## [TASK INSTRUCTIONS]
Within the entries below, count the lines that hold the string "another" and give only that number.

[Dataset entries]

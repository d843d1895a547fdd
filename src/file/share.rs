use crate::error::{FileShareError, Result};
use crate::file::client::{FileServiceClient, RequestTemplate};
use crate::file::directory::DirectoryClient;
use crate::file::file::FileClient;
use crate::file::metadata::Metadata;
use crate::file::properties::ShareProperties;
use crate::file::uri::StorageUri;
use crate::sas::{
    IpAddressOrRange, SasResource, SharedAccessHeaders, SharedAccessPolicy, SharedAccessProtocol,
    SharedAccessSignatureBuilder,
};
use crate::transport::headers::X_MS_SHARE_QUOTA;
use reqwest::Method;
use tracing::info;

/// Handle to a share.
#[derive(Debug, Clone)]
pub struct ShareClient {
    pub(crate) client: FileServiceClient,
    name: String,
    uri: StorageUri,
    pub properties: ShareProperties,
    pub metadata: Metadata,
}

impl ShareClient {
    pub(crate) fn new(client: FileServiceClient, name: &str) -> Result<Self> {
        validate_share_name(name)?;
        let uri = client.endpoint().join(name)?;
        Ok(Self {
            client,
            name: name.to_string(),
            uri,
            properties: ShareProperties::default(),
            metadata: Metadata::new(),
        })
    }

    pub fn name(&self) -> &str {
        &self.name
    }

    pub fn uri(&self) -> &StorageUri {
        &self.uri
    }

    pub fn service(&self) -> &FileServiceClient {
        &self.client
    }

    pub fn root_directory(&self) -> DirectoryClient {
        DirectoryClient::new(self.client.clone(), &self.name, "", self.uri.clone())
    }

    /// Handle to a file by its `/`-separated path below the share root.
    pub fn file(&self, path: &str) -> Result<FileClient> {
        FileClient::new(self.client.clone(), &self.name, path)
    }

    /// Handle to a directory by its `/`-separated path below the share root.
    pub fn directory(&self, path: &str) -> Result<DirectoryClient> {
        let path = path.trim_matches('/');
        let uri = self.uri.join(path)?;
        Ok(DirectoryClient::new(self.client.clone(), &self.name, path, uri))
    }

    /// Create the share, sending the handle's metadata and, if set, its quota.
    pub async fn create(&mut self) -> Result<()> {
        let mut template = RequestTemplate::new(Method::PUT).query("restype", "share");
        if let Some(quota) = self.properties.quota_gib {
            template.set_header(X_MS_SHARE_QUOTA, quota.to_string())?;
        }
        self.metadata.apply_to(&mut template)?;

        let response = self.client.send(&self.uri, &template).await?;
        let quota = self.properties.quota_gib;
        self.properties = ShareProperties::from_headers(&response.headers);
        self.properties.quota_gib = self.properties.quota_gib.or(quota);
        info!(share = %self.name, "created share");
        Ok(())
    }

    /// Create the share unless it already exists. Returns whether it was created.
    pub async fn create_if_not_exists(&mut self) -> Result<bool> {
        match self.create().await {
            Ok(()) => Ok(true),
            Err(FileShareError::Conflict { code, .. }) if code == "ShareAlreadyExists" => Ok(false),
            Err(e) => Err(e),
        }
    }

    pub async fn delete(&self) -> Result<()> {
        let template = RequestTemplate::new(Method::DELETE).query("restype", "share");
        self.client.send(&self.uri, &template).await?;
        info!(share = %self.name, "deleted share");
        Ok(())
    }

    /// Whether the share exists; populates attributes when it does.
    pub async fn exists(&mut self) -> Result<bool> {
        match self.fetch_attributes().await {
            Ok(()) => Ok(true),
            Err(FileShareError::NotFound { .. }) => Ok(false),
            Err(e) => Err(e),
        }
    }

    pub async fn fetch_attributes(&mut self) -> Result<()> {
        let template = RequestTemplate::new(Method::HEAD).query("restype", "share");
        let response = self.client.send(&self.uri, &template).await?;
        self.properties = ShareProperties::from_headers(&response.headers);
        self.metadata = Metadata::from_headers(&response.headers);
        Ok(())
    }

    /// Mint a share-scoped token with the client's account key.
    pub fn shared_access_signature(
        &self,
        policy: SharedAccessPolicy,
        headers: Option<SharedAccessHeaders>,
        protocol: Option<SharedAccessProtocol>,
        ip: Option<IpAddressOrRange>,
    ) -> Result<String> {
        let resource = SasResource::Share {
            account: self.client.account_name().to_string(),
            share: self.name.clone(),
        };
        let builder = configure(SharedAccessSignatureBuilder::new(resource, policy), headers, protocol, ip);
        self.client.credentials().sign(&builder)
    }
}

pub(crate) fn configure(
    mut builder: SharedAccessSignatureBuilder,
    headers: Option<SharedAccessHeaders>,
    protocol: Option<SharedAccessProtocol>,
    ip: Option<IpAddressOrRange>,
) -> SharedAccessSignatureBuilder {
    if let Some(headers) = headers {
        builder = builder.headers(headers);
    }
    if let Some(protocol) = protocol {
        builder = builder.protocol(protocol);
    }
    if let Some(ip) = ip {
        builder = builder.ip(ip);
    }
    builder
}

/// Share names: 3-63 lowercase letters, digits and single hyphens, starting
/// and ending with a letter or digit.
fn validate_share_name(name: &str) -> Result<()> {
    let valid_chars = name
        .chars()
        .all(|c| c.is_ascii_lowercase() || c.is_ascii_digit() || c == '-');
    if !(3..=63).contains(&name.len())
        || !valid_chars
        || name.starts_with('-')
        || name.ends_with('-')
        || name.contains("--")
    {
        return Err(FileShareError::invalid_argument(format!(
            "Invalid share name '{name}'"
        )));
    }
    Ok(())
}
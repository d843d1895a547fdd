//! Shared-key request signing for account-key credentials.

use super::headers::{X_MS_DATE, X_MS_VERSION};
use super::StorageRequest;
use crate::auth::signing::sign_base64;
use crate::error::Result;
use crate::utils::datetime::to_rfc1123;
use chrono::Utc;
use reqwest::header::{
    AUTHORIZATION, CONTENT_ENCODING, CONTENT_LANGUAGE, CONTENT_TYPE, IF_MATCH,
    IF_MODIFIED_SINCE, IF_NONE_MATCH, IF_UNMODIFIED_SINCE, RANGE,
};
use std::collections::BTreeMap;

const CONTENT_MD5: &str = "content-md5";

/// Canonical string-to-sign of a request.
pub fn string_to_sign(request: &StorageRequest, account: &str) -> String {
    let header = |name: &str| request.header_str(name).unwrap_or_default().to_string();
    let content_length = match request.body.len() {
        0 => String::new(),
        n => n.to_string(),
    };

    let mut parts = vec![
        request.method.as_str().to_string(),
        header(CONTENT_ENCODING.as_str()),
        header(CONTENT_LANGUAGE.as_str()),
        content_length,
        header(CONTENT_MD5),
        header(CONTENT_TYPE.as_str()),
        // Date is always carried in x-ms-date
        String::new(),
        header(IF_MODIFIED_SINCE.as_str()),
        header(IF_MATCH.as_str()),
        header(IF_NONE_MATCH.as_str()),
        header(IF_UNMODIFIED_SINCE.as_str()),
        header(RANGE.as_str()),
    ];
    let headers = canonicalized_headers(request);
    if !headers.is_empty() {
        parts.push(headers);
    }
    parts.push(canonicalized_resource(request, account));
    parts.join("\n")
}

fn canonicalized_headers(request: &StorageRequest) -> String {
    let mut headers: BTreeMap<String, String> = BTreeMap::new();
    for (name, value) in &request.headers {
        let name = name.as_str().to_ascii_lowercase();
        if name.starts_with("x-ms-") {
            let value = value.to_str().unwrap_or_default().trim().to_string();
            headers.insert(name, value);
        }
    }

    headers
        .into_iter()
        .map(|(name, value)| format!("{name}:{value}"))
        .collect::<Vec<_>>()
        .join("\n")
}

fn canonicalized_resource(request: &StorageRequest, account: &str) -> String {
    let mut resource = format!("/{account}{}", request.url.path());

    let mut params: BTreeMap<String, Vec<String>> = BTreeMap::new();
    for (name, value) in request.url.query_pairs() {
        params
            .entry(name.to_ascii_lowercase())
            .or_default()
            .push(value.into_owned());
    }

    for (name, mut values) in params {
        values.sort();
        resource.push_str(&format!("\n{name}:{}", values.join(",")));
    }

    resource
}

/// Stamp `x-ms-date` and add the `Authorization: SharedKey` header.
pub fn sign_request(request: &mut StorageRequest, account: &str, key: &[u8]) -> Result<()> {
    if request.header_str(X_MS_DATE).is_none() {
        request.set_header(X_MS_DATE, to_rfc1123(Utc::now()))?;
    }
    if request.header_str(X_MS_VERSION).is_none() {
        request.set_header(X_MS_VERSION, super::headers::SERVICE_VERSION)?;
    }

    let signature = sign_base64(key, &string_to_sign(request, account))?;
    request.set_header(
        AUTHORIZATION.as_str(),
        format!("SharedKey {account}:{signature}"),
    )
}

/// Split an `Authorization: SharedKey account:signature` value.
pub fn parse_authorization(value: &str) -> Option<(&str, &str)> {
    value.strip_prefix("SharedKey ")?.split_once(':')
}
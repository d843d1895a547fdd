//! CLI module for fshare
//!
//! Command definitions, argument parsing and command execution.

pub mod commands;

pub use commands::*;
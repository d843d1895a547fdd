use crate::error::{FileShareError, Result};
use bitflags::bitflags;
use std::fmt;

bitflags! {
    /// Permission bits granted by a shared access signature.
    ///
    /// Each bit is evaluated on its own by the service; `LIST` only grants
    /// anything when the token is scoped to a share.
    #[derive(Debug, Clone, Copy, PartialEq, Eq, Hash)]
    pub struct SharedAccessPermissions: u8 {
        const READ = 0b0_0001;
        const CREATE = 0b0_0010;
        const WRITE = 0b0_0100;
        const DELETE = 0b0_1000;
        const LIST = 0b1_0000;
    }
}

/// Serialization order of the `sp` field.
const ORDER: [(SharedAccessPermissions, char); 5] = [
    (SharedAccessPermissions::READ, 'r'),
    (SharedAccessPermissions::CREATE, 'c'),
    (SharedAccessPermissions::WRITE, 'w'),
    (SharedAccessPermissions::DELETE, 'd'),
    (SharedAccessPermissions::LIST, 'l'),
];

impl SharedAccessPermissions {
    /// Permission string in the canonical `rcwdl` order.
    pub fn to_permission_string(self) -> String {
        ORDER
            .iter()
            .filter(|(flag, _)| self.contains(*flag))
            .map(|(_, c)| *c)
            .collect()
    }

    /// Parse a permission string. Letters may appear in any order.
    pub fn parse(input: &str) -> Result<Self> {
        input.chars().try_fold(Self::empty(), |acc, c| {
            ORDER
                .iter()
                .find(|(_, letter)| *letter == c)
                .map(|(flag, _)| acc | *flag)
                .ok_or_else(|| {
                    FileShareError::invalid_argument(format!("Unknown permission '{c}' in '{input}'"))
                })
        })
    }
}

impl fmt::Display for SharedAccessPermissions {
    fn fmt(&self, f: &mut fmt::Formatter<'_>) -> fmt::Result {
        f.write_str(&self.to_permission_string())
    }
}

#[cfg(test)]
mod tests {
    use super::*;

    #[test]
    fn test_permission_string_order() {
        let all = SharedAccessPermissions::all();
        assert_eq!(all.to_permission_string(), "rcwdl");

        let p = SharedAccessPermissions::LIST | SharedAccessPermissions::READ;
        assert_eq!(p.to_string(), "rl");
    }

    #[test]
    fn test_parse_any_order() {
        let p = SharedAccessPermissions::parse("ldwcr").unwrap();
        assert_eq!(p, SharedAccessPermissions::all());
        assert!(SharedAccessPermissions::parse("").unwrap().is_empty());
        assert!(SharedAccessPermissions::parse("rx").is_err());
    }
}
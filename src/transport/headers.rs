//! Header names used on the wire.

pub const X_MS_VERSION: &str = "x-ms-version";
pub const X_MS_DATE: &str = "x-ms-date";
pub const X_MS_CLIENT_REQUEST_ID: &str = "x-ms-client-request-id";
pub const X_MS_ERROR_CODE: &str = "x-ms-error-code";
pub const X_MS_META_PREFIX: &str = "x-ms-meta-";
pub const X_MS_TYPE: &str = "x-ms-type";
pub const X_MS_RANGE: &str = "x-ms-range";
pub const X_MS_WRITE: &str = "x-ms-write";
pub const X_MS_CONTENT_LENGTH: &str = "x-ms-content-length";
pub const X_MS_CONTENT_TYPE: &str = "x-ms-content-type";
pub const X_MS_CONTENT_ENCODING: &str = "x-ms-content-encoding";
pub const X_MS_CONTENT_LANGUAGE: &str = "x-ms-content-language";
pub const X_MS_CONTENT_DISPOSITION: &str = "x-ms-content-disposition";
pub const X_MS_CACHE_CONTROL: &str = "x-ms-cache-control";
pub const X_MS_CONTENT_MD5: &str = "x-ms-content-md5";
pub const X_MS_SERVER_ENCRYPTED: &str = "x-ms-server-encrypted";
pub const X_MS_REQUEST_SERVER_ENCRYPTED: &str = "x-ms-request-server-encrypted";
pub const X_MS_SHARE_QUOTA: &str = "x-ms-share-quota";

pub const X_MS_COPY_SOURCE: &str = "x-ms-copy-source";
pub const X_MS_COPY_ID: &str = "x-ms-copy-id";
pub const X_MS_COPY_STATUS: &str = "x-ms-copy-status";
pub const X_MS_COPY_PROGRESS: &str = "x-ms-copy-progress";
pub const X_MS_COPY_COMPLETION_TIME: &str = "x-ms-copy-completion-time";
pub const X_MS_COPY_STATUS_DESCRIPTION: &str = "x-ms-copy-status-description";
pub const X_MS_COPY_ACTION: &str = "x-ms-copy-action";

/// Service version sent with every request.
pub const SERVICE_VERSION: &str = "2019-02-02";
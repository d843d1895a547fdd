//! Configuration management module
//!
//! Settings come from, in increasing priority: defaults, the configuration
//! file, `FILESHARE_*` environment variables and command-line flags.
//! Connection strings are accepted anywhere an account can be configured.

pub mod connection;
pub mod settings;

pub use settings::*;
mod common;

use common::*;
use fileshare::file::EntryKind;
use fileshare::FileShareError;

#[cfg(test)]
mod share_tests {
    use super::*;

    #[tokio::test]
    async fn test_create_if_not_exists() {
        let (_service, client, _share) = setup().await;
        let mut share = client.share("another").unwrap();
        share.properties.quota_gib = Some(10);
        share.metadata.insert("owner", "tests");

        assert!(share.create_if_not_exists().await.unwrap());
        assert!(!share.create_if_not_exists().await.unwrap());

        let mut fetched = client.share("another").unwrap();
        assert!(fetched.exists().await.unwrap());
        assert_eq!(fetched.properties.quota_gib, Some(10));
        assert_eq!(fetched.metadata.get("owner"), Some("tests"));

        fetched.delete().await.unwrap();
        assert!(!fetched.exists().await.unwrap());
    }

    #[tokio::test]
    async fn test_invalid_share_names_are_rejected() {
        let (_service, client, _share) = setup().await;
        assert!(matches!(client.share(""), Err(FileShareError::InvalidArgument(_))));
        assert!(matches!(client.share("has/slash"), Err(FileShareError::InvalidArgument(_))));
    }
}

#[cfg(test)]
mod directory_tests {
    use super::*;

    #[tokio::test]
    async fn test_nested_directories_and_listing() {
        let (service, _client, share) = setup().await;
        service.set_list_page_size(2);

        let mut docs = share.directory("docs").unwrap();
        docs.create().await.unwrap();
        let mut drafts = docs.directory("drafts").unwrap();
        drafts.create().await.unwrap();
        assert_eq!(drafts.path(), "docs/drafts");

        for name in ["c.txt", "a.txt", "b.txt"] {
            let mut file = docs.file(name).unwrap();
            file.upload_from_bytes(name.as_bytes()).await.unwrap();
        }
        let mut nested = drafts.file("deep.txt").unwrap();
        nested.upload_from_bytes(b"deep").await.unwrap();
        assert_eq!(nested.path(), "docs/drafts/deep.txt");

        let entries = docs.list().await.unwrap();
        let names: Vec<&str> = entries.iter().map(|e| e.name.as_str()).collect();
        assert_eq!(names, vec!["a.txt", "b.txt", "c.txt", "drafts"]);
        assert_eq!(entries[0].kind, EntryKind::File);
        assert_eq!(entries[0].content_length, Some(5));
        assert_eq!(entries[3].kind, EntryKind::Directory);
        assert_eq!(entries[3].content_length, None);

        let root = share.root_directory().list().await.unwrap();
        assert_eq!(root.len(), 1);
        assert_eq!(root[0].name, "docs");
    }

    #[tokio::test]
    async fn test_directory_lifecycle() {
        let (_service, _client, share) = setup().await;
        let mut dir = share.directory("work").unwrap();
        assert!(!dir.exists().await.unwrap());
        dir.create().await.unwrap();
        assert!(dir.exists().await.unwrap());

        let file = upload(&share, "work/file.txt", b"x").await;
        let err = dir.delete().await.unwrap_err();
        assert_eq!(err.error_code(), Some("DirectoryNotEmpty"));

        file.delete().await.unwrap();
        dir.delete().await.unwrap();
        assert!(!dir.exists().await.unwrap());
    }

    #[tokio::test]
    async fn test_root_directory_cannot_be_created() {
        let (_service, _client, share) = setup().await;
        let mut root = share.root_directory();
        assert!(root.is_root());
        assert!(matches!(root.create().await, Err(FileShareError::InvalidArgument(_))));
    }

    #[tokio::test]
    async fn test_file_in_missing_directory() {
        let (_service, _client, share) = setup().await;
        let mut file = share.file("nowhere/file.txt").unwrap();
        let err = file.create(10).await.unwrap_err();
        assert_eq!(err.status(), Some(404));
        assert_eq!(err.error_code(), Some("ParentNotFound"));
    }
}

#[cfg(test)]
mod file_handle_tests {
    use super::*;

    #[tokio::test]
    async fn test_exists_and_properties() {
        let (_service, _client, share) = setup().await;
        let mut file = share.file("report.csv").unwrap();
        assert!(!file.exists().await.unwrap());

        file.properties.content.content_type = Some("text/csv".to_string());
        file.create(0).await.unwrap();
        assert!(file.exists().await.unwrap());
        assert_eq!(file.properties.content_length, 0);
        assert_eq!(file.properties.content.content_type.as_deref(), Some("text/csv"));

        file.resize(42).await.unwrap();
        let mut fresh = share.file("report.csv").unwrap();
        fresh.fetch_attributes().await.unwrap();
        assert_eq!(fresh.properties.content_length, 42);
        assert_eq!(fresh.properties.content.content_type.as_deref(), Some("text/csv"));
        assert_eq!(fresh.download_to_bytes().await.unwrap(), vec![0u8; 42]);
    }

    #[tokio::test]
    async fn test_download_range_past_end_is_short() {
        let (_service, _client, share) = setup().await;
        let file = upload(&share, "short.bin", &pattern(100)).await;

        let bytes = file.download_range(90, 50).await.unwrap();
        assert_eq!(bytes.as_ref(), &pattern(100)[90..]);
        assert!(file.download_range(100, 10).await.is_err());
        assert!(file.download_range(0, 0).await.unwrap().is_empty());
    }

    #[tokio::test]
    async fn test_handle_writes_are_unconditional() {
        let (_service, _client, share) = setup().await;
        let mut first = upload(&share, "race.txt", b"v1").await;
        let mut second = share.file("race.txt").unwrap();
        second.upload_from_bytes(b"v2").await.unwrap();

        // Still holding the v1 ETag; metadata writes carry no If-Match
        first.metadata.insert("k", "v");
        first.set_metadata().await.unwrap();
        assert_ne!(first.properties.etag, second.properties.etag);
    }
}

## [TASK OUTPUT]
2